By Francesca Sabatinelli & Linda Bordoni
Hundreds of schoolboys who were abducted last week in the northwestern Nigeria have been freed. Two Catholic priests who were kidnapped in the past weeks have also been liberated.
A state official confirmed that the 344 students who were missing for nearly a week, after an attack on a Secondary School in Katsina State, had been rescued by the Nigerian military late on Thursday, and that none of them was harmed.
A government spokesman said the boys have been received at the state capital. It is unclear whether the kidnappings were carried out by extremist Boko Haram militants or by bandits asking for a ransom.
Vatican Radio’s Francesca Sabatinelli spoke to Archbishop Ignatius Kaigama of Abuja who welcomed the good news. He also expressed relief for the liberation, in separate kidnappings, of two Catholic priests: Fr Matthew Dajo who was held captive for 10 days, and Fr Valentine Ezeugu who was released the day after he was abducted while on his way to his father’s funeral.
But, Archbishop Kaigama pointed out, these are just the latest in a series of kidnappings in Nigeria where, he said, lawlessness is becoming a worrisome “trend”.
Archbishop Kaigama, who asked the faithful for prayers for the release of the captives, has repeatedly urged the government and local authorities to step in with a more forceful effort to protect their people, said these kidnappings reveal serious issues regarding the lack of security and lawlessness in the country.
“The good news is that all of them have been liberated”, the Archbishop said, but the disturbing thing is that it has become a trend, it has become normal, a culture where one should expect bandits or kidnappers or criminals “to come at any time, day or night: this is not acceptable.”
He said the people of Nigeria live in fear: “My priest was kidnapped when he was at home” at 9 pm, not on the road or in the bush... This means, he added, that “it was deliberate, it was calculated, and then they get away with it.” The authorities, he stressed, need to step up.
“Unfortunately we don’t see that happening: it is embarrassing and shameful that the news from Nigeria is always about these kidnappings and killings,” he said.
Appeal to Government and International Community
“We keep appealing to the authorities,” Archbishop Kaigama said, “To do what is needed, and we pray to God because He is the optimal security that we have. We can’t depend on human security!”
“We keep hoping the international community will also give a helping hand,” he said.

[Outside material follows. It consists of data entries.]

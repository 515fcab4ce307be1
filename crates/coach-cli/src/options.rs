//! Merges command-line flags with `config.toml`.

use std::path::PathBuf;
use std::time::Duration;

use coach_core::{CaseType, CoachError, FeedbackStyle};
use coach_infrastructure::CoachSettings;

use crate::InterviewArgs;

/// Effective options for one interview run. Flags win over the config file.
#[derive(Debug, Clone, PartialEq)]
pub struct SessionOptions {
    /// `None` means the console driver asks for it.
    pub case_type: Option<CaseType>,
    pub style: FeedbackStyle,
    pub end_token: String,
    pub script: Option<PathBuf>,
    pub model: ModelOptions,
}

#[derive(Debug, Clone, Default, PartialEq)]
pub struct ModelOptions {
    pub name: Option<String>,
    pub temperature: Option<f32>,
    pub max_tokens: Option<u32>,
    pub timeout: Option<Duration>,
    pub base_url: Option<String>,
}

pub fn resolve(args: &InterviewArgs, settings: &CoachSettings) -> Result<SessionOptions, CoachError> {
    let case_type = match args.case_type.as_deref() {
        Some(label) => Some(CaseType::from_label(label)?),
        None => settings.interview.default_case_type,
    };

    let style = match args.style.as_deref() {
        Some(label) => FeedbackStyle::from_label(label)?,
        None => settings.interview.default_style.unwrap_or_default(),
    };

    let end_token = args
        .end_token
        .clone()
        .unwrap_or_else(|| settings.interview.end_token.clone());

    let model = ModelOptions {
        name: args.model.clone().or_else(|| settings.model.name.clone()),
        temperature: args.temperature.or(settings.model.temperature),
        max_tokens: settings.model.max_tokens,
        timeout: settings.model.timeout_secs.map(Duration::from_secs),
        base_url: settings.model.base_url.clone(),
    };

    Ok(SessionOptions {
        case_type,
        style,
        end_token,
        script: args.script.clone(),
        model,
    })
}
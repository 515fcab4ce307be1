//! Secret configuration file storage.
//!
//! Loads API keys from `~/.config/case-coach/secret.json`.

use std::fs;
use std::path::{Path, PathBuf};

use serde::{Deserialize, Serialize};
use thiserror::Error;

use crate::paths::CoachPaths;

/// Root structure of `secret.json`.
#[derive(Debug, Clone, Default, PartialEq, Eq, Serialize, Deserialize)]
pub struct SecretConfig {
    #[serde(default, skip_serializing_if = "Option::is_none")]
    pub openai: Option<OpenAiSecret>,
}

/// OpenAI credentials.
#[derive(Debug, Clone, PartialEq, Eq, Serialize, Deserialize)]
pub struct OpenAiSecret {
    pub api_key: String,
    #[serde(default, skip_serializing_if = "Option::is_none")]
    pub model_name: Option<String>,
}

impl OpenAiSecret {
    /// A blank key counts as not configured.
    pub fn is_configured(&self) -> bool {
        !self.api_key.trim().is_empty()
    }
}

/// Errors that can occur during secret storage operations.
#[derive(Debug, Error)]
pub enum SecretStorageError {
    /// Configuration file not found.
    #[error("Configuration file not found at: {}", .0.display())]
    NotFound(PathBuf),
    /// File I/O error.
    #[error("I/O error: {0}")]
    IoError(#[from] std::io::Error),
    /// JSON parsing error.
    #[error("JSON parse error: {0}")]
    ParseError(#[from] serde_json::Error),
    /// Config directory not found.
    #[error("Could not determine the configuration directory")]
    ConfigDirNotFound,
}

/// Storage for `secret.json`.
///
/// Read-only apart from [`SecretStorage::ensure_template`], which writes an
/// empty template when no file exists. Secrets are never logged.
pub struct SecretStorage {
    path: PathBuf,
}

impl SecretStorage {
    /// Creates a SecretStorage at the default path.
    pub fn new() -> Result<Self, SecretStorageError> {
        let path = CoachPaths::secret_file().map_err(|_| SecretStorageError::ConfigDirNotFound)?;
        Ok(Self { path })
    }

    /// Creates a SecretStorage with a custom path (for testing).
    pub fn with_path(path: PathBuf) -> Self {
        Self { path }
    }

    /// Loads and parses the secret file.
    ///
    /// # Returns
    ///
    /// - `Ok(SecretConfig)`: Successfully loaded and parsed
    /// - `Err(SecretStorageError::NotFound)`: File doesn't exist
    /// - `Err(SecretStorageError::IoError)`: Failed to read file
    /// - `Err(SecretStorageError::ParseError)`: Invalid JSON format
    pub fn load(&self) -> Result<SecretConfig, SecretStorageError> {
        if !self.path.exists() {
            return Err(SecretStorageError::NotFound(self.path.clone()));
        }

        let content = fs::read_to_string(&self.path)?;
        let config = serde_json::from_str(&content)?;

        Ok(config)
    }

    /// Writes a template with an empty OpenAI key if no file exists yet.
    ///
    /// Returns `true` when a template was written. On Unix the file is
    /// created with mode 600.
    pub fn ensure_template(&self) -> Result<bool, SecretStorageError> {
        if self.path.exists() {
            return Ok(false);
        }

        if let Some(parent) = self.path.parent() {
            fs::create_dir_all(parent)?;
        }

        let template = SecretConfig {
            openai: Some(OpenAiSecret {
                api_key: String::new(),
                model_name: Some("gpt-3.5-turbo".to_string()),
            }),
        };
        fs::write(&self.path, serde_json::to_string_pretty(&template)?)?;

        #[cfg(unix)]
        {
            use std::os::unix::fs::PermissionsExt;
            fs::set_permissions(&self.path, fs::Permissions::from_mode(0o600))?;
        }

        Ok(true)
    }

    pub fn path(&self) -> &Path {
        &self.path
    }
}

#[cfg(test)]
mod tests {
    use super::*;
    use tempfile::TempDir;

    #[test]
    fn test_load_nonexistent_file() {
        let temp_dir = TempDir::new().unwrap();
        let file_path = temp_dir.path().join("secret.json");
        let storage = SecretStorage::with_path(file_path.clone());

        match storage.load() {
            Err(SecretStorageError::NotFound(path)) => assert_eq!(path, file_path),
            other => panic!("Expected NotFound error, got {other:?}"),
        }
    }

    #[test]
    fn test_load_valid_json() {
        let temp_dir = TempDir::new().unwrap();
        let file_path = temp_dir.path().join("secret.json");
        fs::write(
            &file_path,
            r#"{
                "openai": {
                    "api_key": "sk-test-123",
                    "model_name": "gpt-4o-mini"
                }
            }"#,
        )
        .unwrap();

        let config = SecretStorage::with_path(file_path).load().unwrap();

        let openai = config.openai.unwrap();
        assert_eq!(openai.api_key, "sk-test-123");
        assert_eq!(openai.model_name.as_deref(), Some("gpt-4o-mini"));
        assert!(openai.is_configured());
    }

    #[test]
    fn test_load_empty_config() {
        let temp_dir = TempDir::new().unwrap();
        let file_path = temp_dir.path().join("secret.json");
        fs::write(&file_path, "{}").unwrap();

        let config = SecretStorage::with_path(file_path).load().unwrap();
        assert!(config.openai.is_none());
    }

    #[test]
    fn test_load_invalid_json() {
        let temp_dir = TempDir::new().unwrap();
        let file_path = temp_dir.path().join("secret.json");
        fs::write(&file_path, "{ invalid json").unwrap();

        let result = SecretStorage::with_path(file_path).load();
        assert!(matches!(result, Err(SecretStorageError::ParseError(_))));
    }

    #[test]
    fn test_ensure_template_writes_once() {
        let temp_dir = TempDir::new().unwrap();
        let file_path = temp_dir.path().join("nested").join("secret.json");
        let storage = SecretStorage::with_path(file_path.clone());

        assert!(storage.ensure_template().unwrap());
        assert!(!storage.ensure_template().unwrap());

        let config = storage.load().unwrap();
        let openai = config.openai.unwrap();
        assert!(!openai.is_configured());
        assert_eq!(openai.model_name.as_deref(), Some("gpt-3.5-turbo"));

        #[cfg(unix)]
        {
            use std::os::unix::fs::PermissionsExt;
            let mode = fs::metadata(&file_path).unwrap().permissions().mode();
            assert_eq!(mode & 0o777, 0o600);
        }
    }
}
//! The candidate side of the interview.

use std::collections::VecDeque;

use crate::error::Result;
use crate::interview::FeedbackOutcome;
use crate::session::CandidateReply;

/// Supplies candidate replies and shows interview output.
///
/// The question loop calls [`CandidateDriver::reply_to`] once per generated
/// question. Console, scripted, and test drivers all plug in here.
pub trait CandidateDriver {
    /// Shows the generated scenario. Called once, before the first question.
    fn present_scenario(&mut self, _scenario: &str) -> Result<()> {
        Ok(())
    }

    /// Shows `question` and returns the candidate's reply.
    fn reply_to(&mut self, question: &str) -> Result<CandidateReply>;

    /// Shows the final feedback. Called once, after the loop terminated.
    fn present_feedback(&mut self, _outcome: &FeedbackOutcome) -> Result<()> {
        Ok(())
    }
}

/// Replays a fixed list of raw inputs.
///
/// Each input goes through [`CandidateReply::from_input`], so a blank entry
/// or the end token terminates the interview. Running out of inputs also
/// terminates it.
#[derive(Debug, Clone, Default)]
pub struct ScriptedDriver {
    inputs: VecDeque<String>,
    end_token: Option<String>,
    questions: Vec<String>,
    scenario: Option<String>,
    feedback: Option<FeedbackOutcome>,
}

impl ScriptedDriver {
    pub fn new<I, S>(inputs: I) -> Self
    where
        I: IntoIterator<Item = S>,
        S: Into<String>,
    {
        Self {
            inputs: inputs.into_iter().map(Into::into).collect(),
            ..Self::default()
        }
    }

    /// Reads one input per line.
    pub fn from_lines(text: &str) -> Self {
        Self::new(text.lines())
    }

    pub fn with_end_token(mut self, token: impl Into<String>) -> Self {
        self.end_token = Some(token.into());
        self
    }

    /// Every question this driver was asked, in order.
    pub fn questions(&self) -> &[String] {
        &self.questions
    }

    pub fn scenario(&self) -> Option<&str> {
        self.scenario.as_deref()
    }

    pub fn feedback(&self) -> Option<&FeedbackOutcome> {
        self.feedback.as_ref()
    }

    /// Inputs that were never consumed.
    pub fn remaining(&self) -> usize {
        self.inputs.len()
    }
}

impl CandidateDriver for ScriptedDriver {
    fn present_scenario(&mut self, scenario: &str) -> Result<()> {
        self.scenario = Some(scenario.to_string());
        Ok(())
    }

    fn reply_to(&mut self, question: &str) -> Result<CandidateReply> {
        self.questions.push(question.to_string());
        let reply = match self.inputs.pop_front() {
            Some(input) => CandidateReply::from_input(&input, self.end_token.as_deref()),
            None => CandidateReply::End,
        };
        Ok(reply)
    }

    fn present_feedback(&mut self, outcome: &FeedbackOutcome) -> Result<()> {
        self.feedback = Some(outcome.clone());
        Ok(())
    }
}

#[cfg(test)]
mod tests {
    use super::*;

    #[test]
    fn test_scripted_driver_replays_inputs() {
        let mut driver = ScriptedDriver::new(["first", "second"]);

        assert_eq!(
            driver.reply_to("Q1").unwrap(),
            CandidateReply::Answer("first".into())
        );
        assert_eq!(
            driver.reply_to("Q2").unwrap(),
            CandidateReply::Answer("second".into())
        );
        assert_eq!(driver.reply_to("Q3").unwrap(), CandidateReply::End);
        assert_eq!(driver.questions(), ["Q1", "Q2", "Q3"]);
    }

    #[test]
    fn test_scripted_driver_end_token() {
        let mut driver = ScriptedDriver::from_lines("answer\nEnd\nnever read").with_end_token("end");

        assert!(!driver.reply_to("Q1").unwrap().is_end());
        assert!(driver.reply_to("Q2").unwrap().is_end());
        assert_eq!(driver.remaining(), 1);
    }
}
//! `config.toml` settings.
//!
//! ```toml
//! [interview]
//! default_case_type = "Market Entry"
//! default_style = "bcg"
//! end_token = "end"
//!
//! [model]
//! name = "gpt-3.5-turbo"
//! temperature = 0.7
//! max_tokens = 800
//! timeout_secs = 60
//! ```

use std::fs;
use std::path::{Path, PathBuf};

use coach_core::{CaseType, FeedbackStyle};
use serde::{Deserialize, Deserializer, Serialize};
use thiserror::Error;
use tracing::debug;

use crate::paths::CoachPaths;

pub const DEFAULT_END_TOKEN: &str = "end";

/// Errors that can occur while loading settings.
#[derive(Debug, Error)]
pub enum ConfigStorageError {
    /// File I/O error.
    #[error("I/O error: {0}")]
    IoError(#[from] std::io::Error),
    /// TOML parsing error.
    #[error("TOML parse error: {0}")]
    TomlParseError(#[from] toml::de::Error),
    /// Config directory not found.
    #[error("Could not determine the configuration directory")]
    ConfigDirNotFound,
}

/// Root of `config.toml`. Every field is optional.
#[derive(Debug, Clone, Default, PartialEq, Serialize, Deserialize)]
pub struct CoachSettings {
    #[serde(default)]
    pub interview: InterviewSettings,
    #[serde(default)]
    pub model: ModelSettings,
}

#[derive(Debug, Clone, PartialEq, Serialize, Deserialize)]
pub struct InterviewSettings {
    /// Case type used when none is given on the command line.
    #[serde(default, deserialize_with = "lenient_case_type")]
    pub default_case_type: Option<CaseType>,
    /// Feedback style used when none is given on the command line.
    #[serde(default, deserialize_with = "lenient_style")]
    pub default_style: Option<FeedbackStyle>,
    /// Input that ends the interview in addition to a blank line.
    #[serde(default = "default_end_token")]
    pub end_token: String,
}

impl Default for InterviewSettings {
    fn default() -> Self {
        Self {
            default_case_type: None,
            default_style: None,
            end_token: default_end_token(),
        }
    }
}

/// Overrides for the completion client.
#[derive(Debug, Clone, Default, PartialEq, Serialize, Deserialize)]
pub struct ModelSettings {
    pub name: Option<String>,
    pub temperature: Option<f32>,
    pub max_tokens: Option<u32>,
    pub timeout_secs: Option<u64>,
    pub base_url: Option<String>,
}

fn default_end_token() -> String {
    DEFAULT_END_TOKEN.to_string()
}

fn lenient_case_type<'de, D>(deserializer: D) -> Result<Option<CaseType>, D::Error>
where
    D: Deserializer<'de>,
{
    Option::<String>::deserialize(deserializer)?
        .map(|label| CaseType::from_label(&label).map_err(serde::de::Error::custom))
        .transpose()
}

fn lenient_style<'de, D>(deserializer: D) -> Result<Option<FeedbackStyle>, D::Error>
where
    D: Deserializer<'de>,
{
    Option::<String>::deserialize(deserializer)?
        .map(|label| FeedbackStyle::from_label(&label).map_err(serde::de::Error::custom))
        .transpose()
}

/// Reads `config.toml`.
pub struct SettingsStorage {
    path: PathBuf,
}

impl SettingsStorage {
    /// Creates a storage handle for the default `config.toml`.
    pub fn new() -> Result<Self, ConfigStorageError> {
        let path = CoachPaths::config_file().map_err(|_| ConfigStorageError::ConfigDirNotFound)?;
        Ok(Self { path })
    }

    pub fn with_path(path: PathBuf) -> Self {
        Self { path }
    }

    /// Loads the settings.
    ///
    /// A missing or empty file yields the defaults.
    pub fn load(&self) -> Result<CoachSettings, ConfigStorageError> {
        if !self.path.exists() {
            debug!(path = %self.path.display(), "No config file, using defaults");
            return Ok(CoachSettings::default());
        }

        let content = fs::read_to_string(&self.path)?;
        if content.trim().is_empty() {
            return Ok(CoachSettings::default());
        }

        Ok(toml::from_str(&content)?)
    }

    pub fn path(&self) -> &Path {
        &self.path
    }
}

The situation in the nation is so serious, the Archbishop explained, that to deal with Boko Haram, with kidnappers, with bandits or militant herdsmen “we need the concerted effort of the Nigerian authorities and the international community to bring these criminal activities to an end so that Nigerians can have peace and celebrate their lives, celebrate Christmas peacefully and happily, and live in great tranquillity: this is our prayer.”

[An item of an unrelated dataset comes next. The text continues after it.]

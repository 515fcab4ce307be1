pub mod init;
pub mod interview;
pub mod list;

Concern for Christmas gatherings
The Christmas season, Archbishop Kaigama said, could be a time in which other attacks could happen because “kidnappers are on the prowl and bandits operate freely and take the law into their hands”

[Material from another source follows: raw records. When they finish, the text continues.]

#[cfg(test)]
mod tests {
    use std::sync::Mutex;

    use tracing::span::{Attributes, Id};
    use tracing::Subscriber;
    use tracing_subscriber::layer::{Context, Layer, SubscriberExt};

    use super::*;
    use crate::driver::ScriptedDriver;
    use crate::testing::RecordingClient;

    fn orchestrator(client: &Arc<RecordingClient>) -> InterviewOrchestrator {
        InterviewOrchestrator::new(client.clone())
    }

    #[tokio::test]
    async fn test_scenario_prompt_for_every_case_type() {
        for case in CaseType::all() {
            let client = Arc::new(RecordingClient::new(["A generated scenario"]));
            let mut interview = orchestrator(&client);

            let scenario = interview.generate_scenario(case.label()).await.unwrap();

            assert_eq!(scenario, "A generated scenario");
            assert_eq!(client.call_count(), 1);
            assert!(client.prompts()[0].contains(case.description()));
            assert_eq!(interview.state().phase(), InterviewPhase::AwaitingQuestion);
        }
    }

    #[tokio::test]
    async fn test_invalid_case_type_issues_no_request() {
        let client = Arc::new(RecordingClient::default());
        let mut interview = orchestrator(&client);

        let err = interview.generate_scenario("Pricing").await.unwrap_err();

        assert!(matches!(err, CoachError::InvalidCaseType { .. }));
        assert_eq!(client.call_count(), 0);
        assert_eq!(interview.state().phase(), InterviewPhase::AwaitingScenario);
    }

    #[tokio::test]
    async fn test_scenario_is_generated_once() {
        let client = Arc::new(RecordingClient::new(["first scenario", "second scenario"]));
        let mut interview = orchestrator(&client);

        interview.generate_scenario_for(CaseType::Profitability).await.unwrap();
        let err = interview
            .generate_scenario_for(CaseType::Profitability)
            .await
            .unwrap_err();

        assert!(err.is_invalid_transition());
        assert_eq!(client.call_count(), 1);
        assert_eq!(interview.state().scenario(), Some("first scenario"));
    }

    #[tokio::test]
    async fn test_scenario_is_returned_verbatim() {
        let raw = "  **Case:** TechCo & friends\n\n";
        let client = Arc::new(RecordingClient::new([raw]));
        let mut interview = orchestrator(&client);

        let scenario = interview.generate_scenario_for(CaseType::GrowthStrategy).await.unwrap();
        assert_eq!(scenario, raw);
    }

    #[tokio::test]
    async fn test_question_loop_records_n_pairs_with_n_plus_one_requests() {
        for n in 0..4 {
            let client = Arc::new(RecordingClient::default());
            let mut interview = orchestrator(&client);
            interview.generate_scenario_for(CaseType::MarketEntry).await.unwrap();

            let answers: Vec<String> = (0..n).map(|i| format!("answer {i}")).collect();
            let mut inputs = answers.clone();
            inputs.push(String::new());
            let mut driver = ScriptedDriver::new(inputs);

            let recorded = interview.run_question_loop(&mut driver).await.unwrap();

            assert_eq!(recorded, n);
            // one scenario call plus n + 1 question calls
            assert_eq!(client.call_count(), 1 + n + 1);
            let transcript = interview.state().transcript();
            for (i, exchange) in transcript.iter().enumerate() {
                assert_eq!(exchange.question, driver.questions()[i]);
                assert_eq!(exchange.answer, answers[i]);
            }
            assert_eq!(
                interview.state().unanswered_question(),
                driver.questions().last().map(String::as_str)
            );
        }
    }

    #[tokio::test]
    async fn test_question_prompt_carries_previous_exchanges() {
        let client = Arc::new(RecordingClient::new(["scenario text", "Q1", "Q2"]));
        let mut interview = orchestrator(&client);
        interview.generate_scenario_for(CaseType::MarketEntry).await.unwrap();

        interview.next_question().await.unwrap();
        interview
            .respond(CandidateReply::Answer("A1".into()))
            .unwrap();
        interview.next_question().await.unwrap();

        let prompts = client.prompts();
        assert!(prompts[1].contains("Scenario:\nscenario text"));
        assert!(prompts[1].contains("Previous responses:\n\n"));
        assert!(prompts[2].contains("Interviewer: Q1\nCandidate: A1\n"));
        assert_eq!(interview.state().pending_question(), Some("Q2"));
    }

    #[tokio::test]
    async fn test_no_question_after_termination() {
        let client = Arc::new(RecordingClient::default());
        let mut interview = orchestrator(&client);
        interview.generate_scenario_for(CaseType::MarketEntry).await.unwrap();
        interview.next_question().await.unwrap();
        interview.respond(CandidateReply::End).unwrap();
        let calls = client.call_count();

        let err = interview.next_question().await.unwrap_err();

        assert!(err.is_invalid_transition());
        assert_eq!(client.call_count(), calls);
        assert!(interview.state().is_terminated());
    }

    #[tokio::test]
    async fn test_respond_before_question_is_rejected() {
        let client = Arc::new(RecordingClient::default());
        let mut interview = orchestrator(&client);
        interview.generate_scenario_for(CaseType::MarketEntry).await.unwrap();

        let err = interview.respond(CandidateReply::Answer("early".into())).unwrap_err();
        assert!(err.is_invalid_transition());
        assert!(interview.state().transcript().is_empty());
    }

    #[tokio::test]
    async fn test_feedback_before_termination_is_rejected() {
        let client = Arc::new(RecordingClient::default());
        let mut interview = orchestrator(&client);
        interview.generate_scenario_for(CaseType::MarketEntry).await.unwrap();
        interview.next_question().await.unwrap();
        let calls = client.call_count();

        let err = interview.feedback(FeedbackStyle::Bain).await.unwrap_err();

        assert!(err.is_invalid_transition());
        assert_eq!(client.call_count(), calls);
    }

    #[tokio::test]
    async fn test_feedback_is_generated_once() {
        let client = Arc::new(RecordingClient::default());
        let mut interview = orchestrator(&client);
        interview.generate_scenario_for(CaseType::MarketEntry).await.unwrap();
        let mut driver = ScriptedDriver::new(["an answer"]);
        interview.run_question_loop(&mut driver).await.unwrap();

        interview.feedback(FeedbackStyle::McKinsey).await.unwrap();
        let calls = client.call_count();
        let err = interview.feedback(FeedbackStyle::McKinsey).await.unwrap_err();

        assert!(err.is_invalid_transition());
        assert_eq!(client.call_count(), calls);
    }

    #[tokio::test]
    async fn test_market_entry_session() {
        let client = Arc::new(RecordingClient::new([
            "TechCo wants to sell electronics in Europe.",
            "What is the target market?",
            "What are the entry barriers?",
            "How would you size the market?",
            "Solid structure, quantify more.",
        ]));
        let mut driver = ScriptedDriver::new([
            "Western Europe, electronics",
            "High tariffs and certification costs",
            "",
        ]);

        let report = orchestrator(&client)
            .run(CaseType::MarketEntry, FeedbackStyle::Bain, &mut driver)
            .await
            .unwrap();

        let exchanges = report.transcript.exchanges();
        assert_eq!(exchanges.len(), 2);
        assert_eq!(exchanges[0].question, "What is the target market?");
        assert_eq!(exchanges[0].answer, "Western Europe, electronics");
        assert_eq!(exchanges[1].question, "What are the entry barriers?");
        assert_eq!(exchanges[1].answer, "High tariffs and certification costs");
        assert_eq!(
            report.unanswered_question.as_deref(),
            Some("How would you size the market?")
        );
        assert_eq!(
            report.feedback,
            FeedbackOutcome::Delivered("Solid structure, quantify more.".into())
        );
        assert_eq!(driver.scenario(), Some("TechCo wants to sell electronics in Europe."));
        assert!(report.started_at <= Utc::now());
        assert_eq!(driver.feedback(), Some(&report.feedback));

        let prompts = client.prompts();
        assert_eq!(prompts.len(), 5);
        let feedback_requests: Vec<_> = prompts
            .iter()
            .filter(|p| p.starts_with("Provide feedback in the style of"))
            .collect();
        assert_eq!(feedback_requests.len(), 1);
        let feedback_prompt = feedback_requests[0];
        assert!(
            FeedbackStyle::all()
                .iter()
                .any(|style| feedback_prompt.contains(style.label()))
        );
        assert!(feedback_prompt.contains(&report.transcript.serialize()));
        assert!(!feedback_prompt.contains("How would you size the market?"));
    }

    #[tokio::test]
    async fn test_immediate_end_yields_insufficient_data() {
        let client = Arc::new(RecordingClient::new(["scenario", "first question"]));
        let mut driver = ScriptedDriver::new([""]);

        let report = orchestrator(&client)
            .run(CaseType::Profitability, FeedbackStyle::Bcg, &mut driver)
            .await
            .unwrap();

        assert!(report.transcript.is_empty());
        assert_eq!(report.feedback, FeedbackOutcome::InsufficientData);
        // scenario and one question, no feedback request
        assert_eq!(client.call_count(), 2);
        assert_eq!(driver.feedback(), Some(&FeedbackOutcome::InsufficientData));
    }

    #[tokio::test]
    async fn test_feedback_with_empty_transcript_is_an_error() {
        let client = Arc::new(RecordingClient::default());
        let mut interview = orchestrator(&client);
        interview.generate_scenario_for(CaseType::MarketEntry).await.unwrap();
        interview.next_question().await.unwrap();
        interview.respond(CandidateReply::End).unwrap();

        let err = interview.feedback(FeedbackStyle::Bain).await.unwrap_err();

        assert!(err.is_empty_transcript());
        assert_eq!(client.call_count(), 2);
    }

    #[tokio::test]
    async fn test_model_failure_aborts_session() {
        let client = Arc::new(RecordingClient::new(["scenario"]));
        client.push_error(CompletionError::RateLimited {
            message: "quota exceeded".into(),
            retry_after: None,
        });
        let mut driver = ScriptedDriver::new(["never used"]);

        let err = orchestrator(&client)
            .run(CaseType::MarketEntry, FeedbackStyle::Bain, &mut driver)
            .await
            .unwrap_err();

        assert!(matches!(
            err,
            CoachError::ModelCallFailure {
                phase: PromptKind::Question,
                source: CompletionError::RateLimited { .. },
            }
        ));
        assert_eq!(client.call_count(), 2);
        assert!(driver.questions().is_empty());
    }

    #[tokio::test]
    async fn test_blank_completion_is_rejected() {
        let client = Arc::new(RecordingClient::new(["  \n "]));
        let mut interview = orchestrator(&client);

        let err = interview
            .generate_scenario_for(CaseType::MarketEntry)
            .await
            .unwrap_err();

        assert!(matches!(
            err,
            CoachError::ModelCallFailure {
                phase: PromptKind::Scenario,
                source: CompletionError::EmptyCompletion,
            }
        ));
        assert!(interview.state().scenario().is_none());
        assert_eq!(interview.state().phase(), InterviewPhase::AwaitingScenario);
    }

    /// Records the name of every span opened while it is installed.
    #[derive(Clone, Default)]
    struct SpanRecorder {
        names: Arc<Mutex<Vec<String>>>,
    }

    impl<S: Subscriber> Layer<S> for SpanRecorder {
        fn on_new_span(&self, attrs: &Attributes<'_>, _id: &Id, _ctx: Context<'_, S>) {
            self.names
                .lock()
                .unwrap()
                .push(attrs.metadata().name().to_string());
        }
    }

    #[tokio::test]
    async fn test_session_and_completions_run_in_spans() {
        let recorder = SpanRecorder::default();
        let _guard = tracing::subscriber::set_default(
            tracing_subscriber::registry().with(recorder.clone()),
        );
        let client = Arc::new(RecordingClient::new(["scenario", "Q1", "Q2", "feedback"]));
        let mut driver = ScriptedDriver::new(["A1", ""]);

        orchestrator(&client)
            .run(CaseType::MarketEntry, FeedbackStyle::Bain, &mut driver)
            .await
            .unwrap();

        let names = recorder.names.lock().unwrap().clone();
        assert_eq!(names.iter().filter(|name| *name == "interview").count(), 1);
        assert_eq!(
            names.iter().filter(|name| *name == "completion").count(),
            client.call_count()
        );
    }

    #[tokio::test]
    async fn test_sessions_sharing_a_client_are_independent() {
        let client = Arc::new(RecordingClient::default());
        let mut first = orchestrator(&client);
        let mut second = orchestrator(&client);

        first.generate_scenario_for(CaseType::MarketEntry).await.unwrap();
        first.next_question().await.unwrap();
        first.respond(CandidateReply::Answer("only mine".into())).unwrap();
        second.generate_scenario_for(CaseType::GrowthStrategy).await.unwrap();

        assert_eq!(first.state().transcript().len(), 1);
        assert!(second.state().transcript().is_empty());
        assert_ne!(first.state().id(), second.state().id());
        assert_eq!(second.state().phase(), InterviewPhase::AwaitingQuestion);
    }
}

“If priests and children can be taken from their homes or from schools, it means that when congregations gather for their worship at Christmas, anything could happen,” he said.
Noting that attacks on congregations have happened in the past, with innocent people "shot and killed during worship," he said he is worried that anything could happen.
The festive period, the Archbishop said, brings people together, and he expressed his hope the Government will do what is needed to be pro-active and provide safety for those who unite to celebrate the coming of the Lord.